Desde mi experiencia, esa modalidad me ha permitido ahorrar, me ha hecho más productivo y he aprovechado el tiempo libre para convivir con mi familia, con mis amigos y para hacer otras actividades que me apasionan.

En otros ámbitos —que no pertenecen al centro laboral al que asistimos— también cuestionamos a los que, desde nuestro punto de vista, no trabajan las horas necesarias.

Por ejemplo, a mí me encanta ir a comer tacos a vapor en un negocio muy exitoso que se llama Los tacos de Gil (que por cierto están deliciosos, más lo de chicharrón), al que hay que llegar antes de las doce del día para no exponerse a la máxima lapidaria: ¡ya no hay! En alguna ocasión asistí con un querido amigo a ese negocio, al que llegamos tarde y nos recibieron con el movimiento clásico del dedo índice que expresaba dicha sentencia.

Encabronados por esa negativa ,nos preguntamos porqué el dueño no trabajaba más horas. Por supuesto, ante lo exitoso que era, ganaba mucho más dinero. Es un pendejo, proferimos ofuscados.

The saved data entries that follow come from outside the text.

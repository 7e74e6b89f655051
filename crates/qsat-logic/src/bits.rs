//! Conversions between assignments and bitstrings.
//!
//! Bit `i` of an assignment is the value of variable `i`, and character `i`
//! of a bitstring is the same variable. Variable 0 is therefore the leftmost
//! character, which matches how measured qubits are labelled.

use crate::error::{LogicError, LogicResult};

/// Render the low `width` bits of `assignment` as a bitstring.
pub fn to_bitstring(assignment: u64, width: usize) -> String {
    (0..width)
        .map(|i| if (assignment >> i) & 1 == 1 { '1' } else { '0' })
        .collect()
}

/// Parse a bitstring of exactly `width` characters into an assignment.
pub fn parse_bitstring(bits: &str, width: usize) -> LogicResult<u64> {
    let got = bits.chars().count();
    if got != width {
        return Err(LogicError::BitstringLength {
            expected: width,
            got,
        });
    }
    let mut assignment = 0u64;
    for (position, c) in bits.chars().enumerate() {
        match c {
            '0' => {}
            '1' => assignment |= 1 << position,
            found => return Err(LogicError::InvalidBit { position, found }),
        }
    }
    Ok(assignment)
}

Tuve oportunidad de conversar con el dueño de ese negocio. Le pregunté con un dejo de reclamo, por qué no hacía más tacos y cerraba más tarde. Él, con un dejo de Me vale madre tu opinión, me respondió. Para qué hermano, ya le destino muchas horas al trabajo y si hago más, no podría hacer otras cosas que me interesan. Debo confesar que mi autoestima rodó por un enorme despeñadero al desvelarse mi desprecio por el disfrute de la pereza.